A new study has found that drizzling olive oil on your food at least once a week lowers the risk of blood clots.
Researchers at New York University School of Medicine studied the blood of 63 obese, non-smoking adults, and found the olive oil seemed to protect blood platelets from dangerous ‘activation’ which can cause a build-up and blood clots.
The team at the New York University School of Medicine, believe that beyond containing plenty of antioxidants, it has something to do with the structure of olive oil’s molecules.
The lead author Dr Sean Heffron at New York University School of Medicine said “People who are obese are at increased risk of having a heart attack, stroke or other cardiovascular event, even if they don’t have diabetes or other obesity-associated conditions. Our study suggests that choosing to eat olive oil may have the potential to help modify that risk, potentially lowering an obese person’s threat of having a heart attack or stroke.”
Platelets are blood cell fragments that stick together and form clumps and clots when they are activated. They contribute to the buildup of artery-clogging plaque, known as atherosclerosis, the condition which underlies most heart attacks and strokes.
The study involved asking 63 obese, nonsmoking, non-diabetic individuals with an average age of 32.2 and where morbidly obese with an average BMI of 44.1.
The study found those who ate olive oil at least once a week had lower platelet activation than participants who ate it less often, and that the lowest levels of platelet aggregation were observed among those who ate olive oil more frequently.
They did not see any of these beneficial effects from red meat, eggs, butter, or margarine.
Mail Online reports that the researchers admit the findings relied on participants completing food survey questionnaires on how often they ate olive oil, but not how much olive oil they ate.

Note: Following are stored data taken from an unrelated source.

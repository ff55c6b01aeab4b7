//! CXL Memory Link Simulator CLI.
//!
//! The main executable for the simulator. It parses the command line, loads
//! the TOML configuration, builds the link, runs the synthetic host workload
//! until the link drains and prints the collected statistics.
//!
//! # Usage
//!
//! ```text
//! cxl-memsim --config configs/default.toml --requests 10000 --read-percent 50
//! ```
//!
//! Logging is controlled by the `CXL_LOG` environment variable, e.g.
//! `CXL_LOG=debug` or `CXL_LOG=cxl_memsim::soc::relay=trace`.

use std::{fs, process};

use clap::Parser;
use log::error;

use cxl_memsim::config::{AccessPattern, Config};
use cxl_memsim::sim::StopReason;
use cxl_memsim::Simulator;

/// Command-line arguments for the CXL memory link simulator.
///
/// Workload options override the matching `[workload]` and `[general]`
/// entries of the configuration file.
#[derive(Parser, Debug)]
#[command(author, version, about = "CXL Memory-Expansion Link Timing Simulator")]
struct Args {
    #[arg(short, long, default_value = "configs/default.toml")]
    config: String,

    /// Number of requests the host issues.
    #[arg(short, long)]
    requests: Option<u64>,

    /// Share of reads among the requests, in percent.
    #[arg(long)]
    read_percent: Option<u32>,

    /// Address pattern: linear or random.
    #[arg(long)]
    pattern: Option<AccessPattern>,

    #[arg(long)]
    seed: Option<u64>,

    /// Drain the link after the last request (true or false).
    #[arg(long)]
    drain: Option<bool>,

    /// Write the statistics as JSON to this file.
    #[arg(long)]
    stats_json: Option<String>,

    /// Stop the simulation at this tick.
    #[arg(long)]
    max_ticks: Option<u64>,
}

fn load_config(args: &Args) -> Result<Config, cxl_memsim::common::SimError> {
    let mut config = Config::from_file(&args.config)?;
    if let Some(n) = args.requests {
        config.workload.requests = n;
    }
    if let Some(p) = args.read_percent {
        config.workload.read_percent = p;
    }
    if let Some(p) = args.pattern {
        config.workload.pattern = p;
    }
    if let Some(s) = args.seed {
        config.workload.seed = s;
    }
    if let Some(d) = args.drain {
        config.general.drain = d;
    }
    if let Some(t) = args.max_ticks {
        config.general.max_ticks = t;
    }
    config.validate()?;
    Ok(config)
}

fn print_config(config: &Config) {
    println!("Global Configuration");
    println!("--------------------");
    println!("General:");
    println!("  Clock Period:       {} ps", config.general.clock);
    println!("  Drain At End:       {}", config.general.drain);
    println!("Link:");
    println!(
        "  CXL Range:          {:#x} (+{} MiB)",
        config.bridge.cxl_base,
        config.bridge.cxl_size >> 20
    );
    println!("  Bridge Latency:     {} ps", config.bridge.bridge_lat);
    println!("  Bridge Protocol:    {} ps", config.bridge.proto_lat);
    println!(
        "  Bridge FIFOs:       {} req / {} resp",
        config.bridge.req_fifo_depth, config.bridge.resp_fifo_depth
    );
    println!("  Device Protocol:    {} ps", config.device.proto_lat);
    println!(
        "  Device FIFOs:       {} req / {} resp",
        config.device.req_fifo_depth, config.device.resp_fifo_depth
    );
    println!("Controller:");
    println!(
        "  Buffers:            {} read / {} write",
        config.controller.read_buffer_size, config.controller.write_buffer_size
    );
    println!(
        "  Write Thresholds:   {}% high / {}% low",
        config.controller.write_high_thresh_perc, config.controller.write_low_thresh_perc
    );
    println!("  Priorities:         {}", config.controller.priorities);
    println!("  Turn Policy:        {:?}", config.controller.turn_policy);
    println!("  Medium:             {:?}", config.medium.kind);
    println!("Workload:");
    println!("  Requests:           {}", config.workload.requests);
    println!("  Size:               {} B", config.workload.size);
    println!("  Reads:              {}%", config.workload.read_percent);
    println!("  Pattern:            {:?}", config.workload.pattern);
    println!("--------------------");
}

/// Main entry point for the CXL memory link simulator.
///
/// # Behavior
///
/// 1. **Configuration**: Parses command-line arguments and loads the TOML configuration file.
/// 2. **Initialization**: Builds the bridge, the device, the controller and the medium.
/// 3. **Simulation Loop**: Runs events until the link drains, the tick limit is reached
///    or a fault is raised.
/// 4. **Teardown**: Prints statistics and optionally writes them as JSON.
fn main() {
    env_logger::Builder::from_env(env_logger::Env::default().filter_or("CXL_LOG", "info")).init();

    let args = Args::parse();
    let config = match load_config(&args) {
        Ok(c) => c,
        Err(e) => {
            eprintln!("Error: {}", e);
            process::exit(1);
        }
    };
    print_config(&config);

    let mut sim = match Simulator::new(&config) {
        Ok(s) => s,
        Err(e) => {
            eprintln!("Error: {}", e);
            process::exit(1);
        }
    };

    let outcome = sim.run();
    sim.stats.print(sim.now());

    if let Some(path) = &args.stats_json {
        match sim.stats.to_json() {
            Ok(json) => {
                if let Err(e) = fs::write(path, json) {
                    error!("failed to write statistics to '{}': {}", path, e);
                }
            }
            Err(e) => error!("failed to serialise statistics: {}", e),
        }
    }

    match outcome {
        Ok(StopReason::Drained) => println!("\n[*] Link drained at tick {}", sim.now()),
        Ok(StopReason::TickLimit) => println!("\n[*] Tick limit reached at {}", sim.now()),
        Ok(StopReason::Idle) => println!("\n[*] No events left at tick {}", sim.now()),
        Err(e) => {
            eprintln!("\n[!] FATAL: {}", e);
            process::exit(1);
        }
    }
}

And because it was observational, the study could not prove that eating olive oil will reduce platelet activation in obese adults.
Commenting on the findings, Professor Linda Van Horn of the Feinberg School of Medicine, Northwestern University, Chicago, said: “These investigators have taken on the opportunity to compare individuals who were all overweight, but were not smoking or didn’t have diabetes or other factors that could confound these results and instead showed that those who consumed olive oil more frequently had better outcomes related to their platelets.”